**TASK REQUIREMENTS**
In the data that follows, every line containing the word "Dmacr" should be returned.

[Collected data]
········
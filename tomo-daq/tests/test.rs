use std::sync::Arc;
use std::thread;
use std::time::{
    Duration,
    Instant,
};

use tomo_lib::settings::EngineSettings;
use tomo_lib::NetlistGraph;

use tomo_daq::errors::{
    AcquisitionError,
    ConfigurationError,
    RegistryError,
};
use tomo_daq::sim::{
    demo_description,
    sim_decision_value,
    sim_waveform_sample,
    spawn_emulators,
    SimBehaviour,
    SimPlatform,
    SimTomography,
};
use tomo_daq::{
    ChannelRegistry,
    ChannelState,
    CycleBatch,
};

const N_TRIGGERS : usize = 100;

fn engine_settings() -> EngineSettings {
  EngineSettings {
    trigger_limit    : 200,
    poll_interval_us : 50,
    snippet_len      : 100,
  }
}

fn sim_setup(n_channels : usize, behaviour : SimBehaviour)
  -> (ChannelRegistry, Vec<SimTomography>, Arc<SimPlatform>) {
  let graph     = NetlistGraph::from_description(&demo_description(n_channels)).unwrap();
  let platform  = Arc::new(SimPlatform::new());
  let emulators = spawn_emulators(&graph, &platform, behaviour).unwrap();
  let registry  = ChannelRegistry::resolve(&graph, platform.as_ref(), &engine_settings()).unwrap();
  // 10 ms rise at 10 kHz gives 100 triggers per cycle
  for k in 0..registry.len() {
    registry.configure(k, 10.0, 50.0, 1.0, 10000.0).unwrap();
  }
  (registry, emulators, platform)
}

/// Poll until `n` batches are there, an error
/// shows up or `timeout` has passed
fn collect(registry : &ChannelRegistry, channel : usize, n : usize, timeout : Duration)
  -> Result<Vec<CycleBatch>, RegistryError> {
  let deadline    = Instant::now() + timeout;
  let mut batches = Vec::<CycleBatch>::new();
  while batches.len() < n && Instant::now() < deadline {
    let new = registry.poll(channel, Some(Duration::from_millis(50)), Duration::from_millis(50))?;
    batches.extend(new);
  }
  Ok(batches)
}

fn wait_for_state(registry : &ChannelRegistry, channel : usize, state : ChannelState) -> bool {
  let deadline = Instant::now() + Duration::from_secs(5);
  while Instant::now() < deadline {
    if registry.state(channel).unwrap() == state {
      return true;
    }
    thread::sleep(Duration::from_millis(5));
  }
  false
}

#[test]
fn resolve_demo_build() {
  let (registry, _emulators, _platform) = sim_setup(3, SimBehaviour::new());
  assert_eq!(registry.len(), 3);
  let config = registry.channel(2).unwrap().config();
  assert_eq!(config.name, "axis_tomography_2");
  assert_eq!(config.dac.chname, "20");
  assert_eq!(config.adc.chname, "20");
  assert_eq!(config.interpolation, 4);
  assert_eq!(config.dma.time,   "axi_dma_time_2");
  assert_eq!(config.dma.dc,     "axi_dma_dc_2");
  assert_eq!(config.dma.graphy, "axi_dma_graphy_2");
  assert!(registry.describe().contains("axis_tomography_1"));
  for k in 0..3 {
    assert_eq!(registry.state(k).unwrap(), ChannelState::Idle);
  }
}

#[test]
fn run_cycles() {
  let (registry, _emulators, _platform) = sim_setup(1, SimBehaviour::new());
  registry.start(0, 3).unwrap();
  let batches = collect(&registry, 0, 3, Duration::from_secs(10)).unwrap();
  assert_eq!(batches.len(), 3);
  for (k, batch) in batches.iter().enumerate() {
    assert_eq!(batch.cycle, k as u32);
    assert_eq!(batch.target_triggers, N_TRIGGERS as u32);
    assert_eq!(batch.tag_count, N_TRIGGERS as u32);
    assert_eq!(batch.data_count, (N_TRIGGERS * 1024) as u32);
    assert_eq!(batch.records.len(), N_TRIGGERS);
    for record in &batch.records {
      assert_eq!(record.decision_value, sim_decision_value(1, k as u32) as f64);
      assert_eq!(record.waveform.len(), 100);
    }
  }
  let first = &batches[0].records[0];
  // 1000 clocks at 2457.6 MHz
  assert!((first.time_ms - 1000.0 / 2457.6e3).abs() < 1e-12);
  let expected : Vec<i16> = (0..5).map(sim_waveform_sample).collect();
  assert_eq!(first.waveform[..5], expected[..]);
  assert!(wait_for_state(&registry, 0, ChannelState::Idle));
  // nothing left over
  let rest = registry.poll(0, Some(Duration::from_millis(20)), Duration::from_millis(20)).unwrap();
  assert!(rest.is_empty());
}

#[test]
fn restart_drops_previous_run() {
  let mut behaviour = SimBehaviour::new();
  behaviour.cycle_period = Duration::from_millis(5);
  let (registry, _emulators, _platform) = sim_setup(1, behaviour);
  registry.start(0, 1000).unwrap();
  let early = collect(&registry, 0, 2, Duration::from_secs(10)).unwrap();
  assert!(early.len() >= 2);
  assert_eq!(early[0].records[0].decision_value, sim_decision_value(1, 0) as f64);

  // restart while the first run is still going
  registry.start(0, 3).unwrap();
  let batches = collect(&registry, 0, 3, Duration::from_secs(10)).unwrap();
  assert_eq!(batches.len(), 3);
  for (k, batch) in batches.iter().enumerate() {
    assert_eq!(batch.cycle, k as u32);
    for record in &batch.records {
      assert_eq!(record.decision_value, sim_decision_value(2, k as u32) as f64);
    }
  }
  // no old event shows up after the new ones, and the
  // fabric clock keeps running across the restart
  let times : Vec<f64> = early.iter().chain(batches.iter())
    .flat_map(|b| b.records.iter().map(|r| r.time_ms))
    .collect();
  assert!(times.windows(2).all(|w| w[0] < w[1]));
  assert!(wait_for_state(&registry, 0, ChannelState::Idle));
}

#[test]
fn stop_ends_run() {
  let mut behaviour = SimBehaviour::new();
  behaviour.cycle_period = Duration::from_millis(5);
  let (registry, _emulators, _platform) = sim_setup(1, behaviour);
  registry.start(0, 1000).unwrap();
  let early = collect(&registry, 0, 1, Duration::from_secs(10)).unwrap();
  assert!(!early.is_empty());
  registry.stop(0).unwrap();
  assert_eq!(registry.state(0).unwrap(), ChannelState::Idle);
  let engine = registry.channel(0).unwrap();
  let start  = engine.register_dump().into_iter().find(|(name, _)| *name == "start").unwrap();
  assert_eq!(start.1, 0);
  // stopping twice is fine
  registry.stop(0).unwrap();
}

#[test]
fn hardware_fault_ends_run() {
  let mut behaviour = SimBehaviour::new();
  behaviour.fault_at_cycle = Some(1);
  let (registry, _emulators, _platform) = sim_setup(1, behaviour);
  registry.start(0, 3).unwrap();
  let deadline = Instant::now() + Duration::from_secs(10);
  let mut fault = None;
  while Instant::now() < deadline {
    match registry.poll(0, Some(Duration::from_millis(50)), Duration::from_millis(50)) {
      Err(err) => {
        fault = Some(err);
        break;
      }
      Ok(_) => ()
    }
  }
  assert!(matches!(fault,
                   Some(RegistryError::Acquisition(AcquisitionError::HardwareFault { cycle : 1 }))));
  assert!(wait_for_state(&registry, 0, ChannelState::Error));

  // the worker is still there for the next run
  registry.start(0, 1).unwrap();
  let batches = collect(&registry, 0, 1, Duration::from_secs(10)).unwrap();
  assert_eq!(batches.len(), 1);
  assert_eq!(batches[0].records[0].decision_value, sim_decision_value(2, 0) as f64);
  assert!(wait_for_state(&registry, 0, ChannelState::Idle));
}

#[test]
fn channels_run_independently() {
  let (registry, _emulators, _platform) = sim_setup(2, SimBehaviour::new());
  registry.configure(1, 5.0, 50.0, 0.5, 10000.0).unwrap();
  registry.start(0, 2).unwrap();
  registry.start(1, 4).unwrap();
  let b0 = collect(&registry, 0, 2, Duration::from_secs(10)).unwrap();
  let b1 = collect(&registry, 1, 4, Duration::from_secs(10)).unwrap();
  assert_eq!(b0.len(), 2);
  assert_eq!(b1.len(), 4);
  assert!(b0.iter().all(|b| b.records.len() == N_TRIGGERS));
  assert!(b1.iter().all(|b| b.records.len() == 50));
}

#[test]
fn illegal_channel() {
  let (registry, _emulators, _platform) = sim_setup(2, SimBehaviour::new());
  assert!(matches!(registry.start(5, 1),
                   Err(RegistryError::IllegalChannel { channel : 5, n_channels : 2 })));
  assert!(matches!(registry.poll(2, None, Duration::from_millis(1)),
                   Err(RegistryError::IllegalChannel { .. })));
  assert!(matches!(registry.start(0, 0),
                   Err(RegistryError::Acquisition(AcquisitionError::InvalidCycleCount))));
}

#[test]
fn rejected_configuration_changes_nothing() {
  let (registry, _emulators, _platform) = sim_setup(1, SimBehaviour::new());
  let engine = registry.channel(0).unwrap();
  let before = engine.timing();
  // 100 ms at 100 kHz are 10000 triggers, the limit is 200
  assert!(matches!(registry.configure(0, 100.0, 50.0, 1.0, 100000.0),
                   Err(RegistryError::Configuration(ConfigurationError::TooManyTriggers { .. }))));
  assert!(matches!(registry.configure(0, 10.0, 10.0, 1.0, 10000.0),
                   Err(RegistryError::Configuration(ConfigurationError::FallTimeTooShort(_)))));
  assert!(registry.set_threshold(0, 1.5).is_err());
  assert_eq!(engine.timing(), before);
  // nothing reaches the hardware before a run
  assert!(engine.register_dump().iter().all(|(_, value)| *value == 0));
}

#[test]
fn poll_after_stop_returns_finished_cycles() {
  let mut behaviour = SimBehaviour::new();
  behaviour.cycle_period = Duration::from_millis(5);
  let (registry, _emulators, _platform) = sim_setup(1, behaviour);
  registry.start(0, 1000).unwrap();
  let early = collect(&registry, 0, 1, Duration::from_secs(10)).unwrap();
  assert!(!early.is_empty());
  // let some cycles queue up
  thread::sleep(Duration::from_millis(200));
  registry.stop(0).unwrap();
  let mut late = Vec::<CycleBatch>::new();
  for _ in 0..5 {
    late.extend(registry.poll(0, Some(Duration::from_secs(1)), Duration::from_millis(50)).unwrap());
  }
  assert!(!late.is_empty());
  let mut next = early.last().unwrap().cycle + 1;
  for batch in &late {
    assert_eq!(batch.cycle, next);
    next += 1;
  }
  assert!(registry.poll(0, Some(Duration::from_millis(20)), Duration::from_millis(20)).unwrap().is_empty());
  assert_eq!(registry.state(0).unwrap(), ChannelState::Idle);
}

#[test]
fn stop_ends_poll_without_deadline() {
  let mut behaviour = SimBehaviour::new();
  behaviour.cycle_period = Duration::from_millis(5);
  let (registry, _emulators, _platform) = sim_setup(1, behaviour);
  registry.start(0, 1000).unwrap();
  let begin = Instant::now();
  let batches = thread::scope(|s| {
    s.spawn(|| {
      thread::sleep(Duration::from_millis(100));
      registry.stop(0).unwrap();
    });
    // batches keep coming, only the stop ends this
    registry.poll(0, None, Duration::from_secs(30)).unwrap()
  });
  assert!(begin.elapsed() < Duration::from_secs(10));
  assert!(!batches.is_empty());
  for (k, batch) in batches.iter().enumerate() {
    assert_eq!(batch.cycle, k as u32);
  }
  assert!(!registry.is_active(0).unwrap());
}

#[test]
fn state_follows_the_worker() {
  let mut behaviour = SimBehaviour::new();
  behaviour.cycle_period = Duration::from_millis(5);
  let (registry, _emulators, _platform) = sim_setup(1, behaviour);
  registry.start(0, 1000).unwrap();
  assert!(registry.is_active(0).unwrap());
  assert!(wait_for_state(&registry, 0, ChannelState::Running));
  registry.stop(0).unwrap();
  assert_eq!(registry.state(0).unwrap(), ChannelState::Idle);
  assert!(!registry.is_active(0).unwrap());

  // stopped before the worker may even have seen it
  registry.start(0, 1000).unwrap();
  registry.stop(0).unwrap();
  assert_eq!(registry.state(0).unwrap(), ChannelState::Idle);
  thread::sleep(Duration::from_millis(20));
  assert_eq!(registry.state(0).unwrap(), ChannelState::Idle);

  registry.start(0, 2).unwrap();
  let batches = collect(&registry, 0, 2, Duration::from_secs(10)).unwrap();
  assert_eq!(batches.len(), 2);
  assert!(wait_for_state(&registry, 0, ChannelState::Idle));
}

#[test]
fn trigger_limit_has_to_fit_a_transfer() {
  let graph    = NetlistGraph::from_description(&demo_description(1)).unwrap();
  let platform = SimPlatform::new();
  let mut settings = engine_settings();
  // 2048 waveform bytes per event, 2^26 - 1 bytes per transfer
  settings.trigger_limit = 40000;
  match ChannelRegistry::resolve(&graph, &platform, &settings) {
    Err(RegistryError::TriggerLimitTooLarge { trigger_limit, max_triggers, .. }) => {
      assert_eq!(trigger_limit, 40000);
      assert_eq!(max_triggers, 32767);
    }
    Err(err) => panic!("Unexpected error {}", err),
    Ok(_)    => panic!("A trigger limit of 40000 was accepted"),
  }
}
········
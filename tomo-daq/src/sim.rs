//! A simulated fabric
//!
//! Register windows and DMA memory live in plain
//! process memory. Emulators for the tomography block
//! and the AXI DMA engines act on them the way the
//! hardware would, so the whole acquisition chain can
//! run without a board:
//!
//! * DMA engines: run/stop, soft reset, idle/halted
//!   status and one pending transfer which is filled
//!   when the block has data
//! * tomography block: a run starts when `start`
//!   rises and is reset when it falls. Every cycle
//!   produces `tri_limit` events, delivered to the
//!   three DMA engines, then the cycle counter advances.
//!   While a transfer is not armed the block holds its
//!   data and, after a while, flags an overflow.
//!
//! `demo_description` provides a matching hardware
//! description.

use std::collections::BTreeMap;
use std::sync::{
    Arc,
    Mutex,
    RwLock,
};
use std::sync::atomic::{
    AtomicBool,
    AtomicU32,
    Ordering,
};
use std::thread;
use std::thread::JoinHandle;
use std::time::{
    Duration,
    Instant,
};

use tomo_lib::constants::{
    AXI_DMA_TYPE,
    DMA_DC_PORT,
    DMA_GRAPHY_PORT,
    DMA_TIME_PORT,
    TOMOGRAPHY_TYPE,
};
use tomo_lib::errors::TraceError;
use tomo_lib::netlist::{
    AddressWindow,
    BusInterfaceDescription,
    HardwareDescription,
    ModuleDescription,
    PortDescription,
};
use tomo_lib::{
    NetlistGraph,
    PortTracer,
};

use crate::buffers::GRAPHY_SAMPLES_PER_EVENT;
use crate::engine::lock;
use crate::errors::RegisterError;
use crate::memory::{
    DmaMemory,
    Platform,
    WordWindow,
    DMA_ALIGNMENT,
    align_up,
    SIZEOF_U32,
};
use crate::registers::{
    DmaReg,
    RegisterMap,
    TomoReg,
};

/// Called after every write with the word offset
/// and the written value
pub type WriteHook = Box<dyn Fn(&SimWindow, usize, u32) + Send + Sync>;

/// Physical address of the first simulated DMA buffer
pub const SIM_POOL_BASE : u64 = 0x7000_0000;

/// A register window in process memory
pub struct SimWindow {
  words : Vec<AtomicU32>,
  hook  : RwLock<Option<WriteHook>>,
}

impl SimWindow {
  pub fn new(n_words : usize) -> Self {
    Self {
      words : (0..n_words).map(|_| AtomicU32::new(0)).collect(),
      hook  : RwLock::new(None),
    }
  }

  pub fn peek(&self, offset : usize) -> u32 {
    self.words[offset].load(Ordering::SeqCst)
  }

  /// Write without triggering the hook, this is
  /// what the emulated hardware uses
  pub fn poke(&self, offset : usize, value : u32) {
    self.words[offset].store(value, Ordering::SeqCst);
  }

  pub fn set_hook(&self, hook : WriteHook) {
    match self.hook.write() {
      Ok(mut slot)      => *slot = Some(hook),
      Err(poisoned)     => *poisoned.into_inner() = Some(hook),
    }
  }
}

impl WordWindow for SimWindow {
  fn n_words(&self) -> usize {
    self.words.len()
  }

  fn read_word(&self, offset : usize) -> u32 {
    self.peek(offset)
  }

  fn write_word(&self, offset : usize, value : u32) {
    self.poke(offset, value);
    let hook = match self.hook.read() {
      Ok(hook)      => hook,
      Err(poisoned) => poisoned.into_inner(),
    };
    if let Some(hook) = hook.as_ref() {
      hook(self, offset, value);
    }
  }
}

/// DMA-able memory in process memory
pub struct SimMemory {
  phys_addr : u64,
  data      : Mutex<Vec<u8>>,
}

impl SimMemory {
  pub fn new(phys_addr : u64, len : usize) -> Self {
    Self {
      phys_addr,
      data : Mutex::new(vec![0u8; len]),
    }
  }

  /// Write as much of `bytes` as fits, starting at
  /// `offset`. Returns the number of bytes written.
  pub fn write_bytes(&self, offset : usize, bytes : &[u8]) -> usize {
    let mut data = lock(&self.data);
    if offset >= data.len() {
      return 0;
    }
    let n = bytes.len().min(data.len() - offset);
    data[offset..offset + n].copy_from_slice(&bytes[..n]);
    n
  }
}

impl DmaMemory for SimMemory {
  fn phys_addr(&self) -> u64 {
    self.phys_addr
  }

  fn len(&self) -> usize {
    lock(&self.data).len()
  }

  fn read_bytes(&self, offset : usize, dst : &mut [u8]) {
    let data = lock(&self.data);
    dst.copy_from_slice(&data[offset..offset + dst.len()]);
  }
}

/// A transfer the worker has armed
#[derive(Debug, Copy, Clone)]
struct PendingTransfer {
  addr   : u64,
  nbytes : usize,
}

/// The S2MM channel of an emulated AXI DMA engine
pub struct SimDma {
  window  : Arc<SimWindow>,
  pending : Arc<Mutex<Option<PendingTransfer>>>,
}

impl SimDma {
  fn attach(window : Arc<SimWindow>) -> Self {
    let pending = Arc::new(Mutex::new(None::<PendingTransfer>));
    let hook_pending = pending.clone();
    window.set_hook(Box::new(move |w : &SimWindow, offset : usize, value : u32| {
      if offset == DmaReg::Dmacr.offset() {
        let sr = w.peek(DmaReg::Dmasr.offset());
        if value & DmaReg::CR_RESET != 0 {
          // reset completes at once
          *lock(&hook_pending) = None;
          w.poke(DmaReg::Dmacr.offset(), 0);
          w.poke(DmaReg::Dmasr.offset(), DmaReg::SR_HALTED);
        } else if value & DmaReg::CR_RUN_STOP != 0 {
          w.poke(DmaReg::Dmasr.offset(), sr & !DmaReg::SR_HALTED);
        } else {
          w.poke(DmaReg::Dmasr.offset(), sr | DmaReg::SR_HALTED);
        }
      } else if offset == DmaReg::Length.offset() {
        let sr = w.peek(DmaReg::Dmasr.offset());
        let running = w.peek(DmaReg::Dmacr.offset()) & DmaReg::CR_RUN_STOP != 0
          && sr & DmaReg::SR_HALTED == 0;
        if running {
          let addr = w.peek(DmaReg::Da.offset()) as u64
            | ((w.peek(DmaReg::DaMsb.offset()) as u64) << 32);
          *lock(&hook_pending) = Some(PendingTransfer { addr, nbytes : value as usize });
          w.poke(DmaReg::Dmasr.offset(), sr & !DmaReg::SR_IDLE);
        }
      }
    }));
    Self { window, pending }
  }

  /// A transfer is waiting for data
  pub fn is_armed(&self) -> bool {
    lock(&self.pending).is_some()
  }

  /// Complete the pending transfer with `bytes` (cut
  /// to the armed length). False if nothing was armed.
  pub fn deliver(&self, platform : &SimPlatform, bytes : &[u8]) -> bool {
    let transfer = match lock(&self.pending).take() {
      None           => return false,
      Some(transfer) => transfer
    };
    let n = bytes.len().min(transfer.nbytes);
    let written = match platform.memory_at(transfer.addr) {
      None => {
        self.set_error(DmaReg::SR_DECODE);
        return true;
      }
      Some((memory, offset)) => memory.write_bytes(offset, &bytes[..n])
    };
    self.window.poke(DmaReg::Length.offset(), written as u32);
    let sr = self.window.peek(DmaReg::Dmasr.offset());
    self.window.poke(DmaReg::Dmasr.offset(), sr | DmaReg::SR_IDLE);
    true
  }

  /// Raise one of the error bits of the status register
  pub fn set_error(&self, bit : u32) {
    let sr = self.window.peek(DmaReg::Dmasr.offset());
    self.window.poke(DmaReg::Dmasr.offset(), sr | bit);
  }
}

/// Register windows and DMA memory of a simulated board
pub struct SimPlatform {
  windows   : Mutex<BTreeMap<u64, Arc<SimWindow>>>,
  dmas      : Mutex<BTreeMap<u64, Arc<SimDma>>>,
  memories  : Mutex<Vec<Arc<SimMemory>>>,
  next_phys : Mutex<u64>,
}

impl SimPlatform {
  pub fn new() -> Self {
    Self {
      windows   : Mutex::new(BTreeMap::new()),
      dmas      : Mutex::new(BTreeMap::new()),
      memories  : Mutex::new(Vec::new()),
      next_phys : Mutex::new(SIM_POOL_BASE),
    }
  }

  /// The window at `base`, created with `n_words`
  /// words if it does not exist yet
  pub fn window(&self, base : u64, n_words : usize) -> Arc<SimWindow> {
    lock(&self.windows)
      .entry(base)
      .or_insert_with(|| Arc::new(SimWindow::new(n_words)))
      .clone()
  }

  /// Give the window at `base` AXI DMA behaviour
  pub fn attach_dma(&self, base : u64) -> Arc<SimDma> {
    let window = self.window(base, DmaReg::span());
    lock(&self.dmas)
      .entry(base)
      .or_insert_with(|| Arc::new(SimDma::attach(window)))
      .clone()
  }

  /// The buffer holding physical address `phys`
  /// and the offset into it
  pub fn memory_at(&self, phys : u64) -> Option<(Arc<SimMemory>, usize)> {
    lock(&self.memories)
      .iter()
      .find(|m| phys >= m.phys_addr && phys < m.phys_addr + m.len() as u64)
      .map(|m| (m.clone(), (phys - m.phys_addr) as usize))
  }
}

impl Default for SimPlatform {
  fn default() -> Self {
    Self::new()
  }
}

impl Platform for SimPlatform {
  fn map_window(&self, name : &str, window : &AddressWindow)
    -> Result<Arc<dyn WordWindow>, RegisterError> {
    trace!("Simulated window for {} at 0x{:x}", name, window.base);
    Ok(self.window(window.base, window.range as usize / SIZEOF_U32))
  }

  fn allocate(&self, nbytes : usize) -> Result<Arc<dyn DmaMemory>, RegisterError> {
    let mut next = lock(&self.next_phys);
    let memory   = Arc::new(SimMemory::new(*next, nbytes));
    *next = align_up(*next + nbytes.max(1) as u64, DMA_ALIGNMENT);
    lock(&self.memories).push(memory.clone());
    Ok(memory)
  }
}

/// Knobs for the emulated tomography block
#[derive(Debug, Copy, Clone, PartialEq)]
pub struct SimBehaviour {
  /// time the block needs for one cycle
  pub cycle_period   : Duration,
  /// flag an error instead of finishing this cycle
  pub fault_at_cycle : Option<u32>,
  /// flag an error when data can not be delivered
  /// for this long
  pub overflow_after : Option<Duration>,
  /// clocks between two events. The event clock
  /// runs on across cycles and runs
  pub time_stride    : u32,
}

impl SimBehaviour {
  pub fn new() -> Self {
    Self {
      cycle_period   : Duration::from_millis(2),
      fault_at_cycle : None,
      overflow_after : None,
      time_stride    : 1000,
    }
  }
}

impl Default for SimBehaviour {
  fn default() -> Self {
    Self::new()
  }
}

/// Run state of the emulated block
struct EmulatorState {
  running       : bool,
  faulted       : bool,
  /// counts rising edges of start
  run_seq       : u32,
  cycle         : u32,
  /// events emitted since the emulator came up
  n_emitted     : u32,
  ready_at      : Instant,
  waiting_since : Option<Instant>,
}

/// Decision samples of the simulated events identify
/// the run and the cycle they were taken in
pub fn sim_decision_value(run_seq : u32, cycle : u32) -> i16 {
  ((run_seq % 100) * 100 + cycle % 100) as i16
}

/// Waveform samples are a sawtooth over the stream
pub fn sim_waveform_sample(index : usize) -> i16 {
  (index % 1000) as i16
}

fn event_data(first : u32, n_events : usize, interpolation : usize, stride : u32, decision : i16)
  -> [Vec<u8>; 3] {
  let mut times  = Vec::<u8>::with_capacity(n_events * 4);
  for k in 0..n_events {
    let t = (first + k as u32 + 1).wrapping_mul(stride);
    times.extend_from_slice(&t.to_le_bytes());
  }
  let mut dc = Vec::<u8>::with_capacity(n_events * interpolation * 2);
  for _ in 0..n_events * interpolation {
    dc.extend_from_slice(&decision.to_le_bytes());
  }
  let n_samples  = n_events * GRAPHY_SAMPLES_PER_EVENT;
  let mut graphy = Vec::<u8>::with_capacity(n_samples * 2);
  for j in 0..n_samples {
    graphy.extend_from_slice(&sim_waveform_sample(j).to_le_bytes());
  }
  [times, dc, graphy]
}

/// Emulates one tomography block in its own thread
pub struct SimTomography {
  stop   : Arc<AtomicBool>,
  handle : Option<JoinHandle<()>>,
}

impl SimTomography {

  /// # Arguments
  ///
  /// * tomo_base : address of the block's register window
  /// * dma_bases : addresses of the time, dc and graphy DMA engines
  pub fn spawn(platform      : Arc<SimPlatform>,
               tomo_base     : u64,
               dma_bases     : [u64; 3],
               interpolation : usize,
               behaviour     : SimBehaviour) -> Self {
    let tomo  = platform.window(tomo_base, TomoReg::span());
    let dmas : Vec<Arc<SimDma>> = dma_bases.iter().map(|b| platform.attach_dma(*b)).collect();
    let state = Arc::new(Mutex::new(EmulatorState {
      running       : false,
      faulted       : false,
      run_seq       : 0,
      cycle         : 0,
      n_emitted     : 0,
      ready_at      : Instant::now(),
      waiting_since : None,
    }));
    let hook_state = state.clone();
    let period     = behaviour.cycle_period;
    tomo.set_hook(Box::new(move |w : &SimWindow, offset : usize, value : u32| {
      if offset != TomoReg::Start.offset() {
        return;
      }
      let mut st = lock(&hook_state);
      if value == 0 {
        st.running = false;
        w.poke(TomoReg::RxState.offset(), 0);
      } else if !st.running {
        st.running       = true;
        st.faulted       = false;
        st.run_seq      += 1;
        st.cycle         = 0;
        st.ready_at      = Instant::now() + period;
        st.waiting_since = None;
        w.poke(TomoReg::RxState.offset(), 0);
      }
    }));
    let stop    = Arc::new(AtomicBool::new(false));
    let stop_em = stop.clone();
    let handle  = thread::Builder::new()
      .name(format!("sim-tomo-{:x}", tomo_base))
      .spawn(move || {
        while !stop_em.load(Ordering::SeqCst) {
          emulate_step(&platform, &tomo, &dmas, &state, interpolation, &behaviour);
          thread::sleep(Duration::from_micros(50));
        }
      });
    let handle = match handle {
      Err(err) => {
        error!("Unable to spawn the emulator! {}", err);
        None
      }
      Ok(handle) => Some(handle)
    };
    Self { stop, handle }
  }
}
········
**RESULT**
      if offset == DmaReg::Dmacr.offset() {
          w.poke(DmaReg::Dmacr.offset(), 0);
        let running = w.peek(DmaReg::Dmacr.offset()) & DmaReg::CR_RUN_STOP != 0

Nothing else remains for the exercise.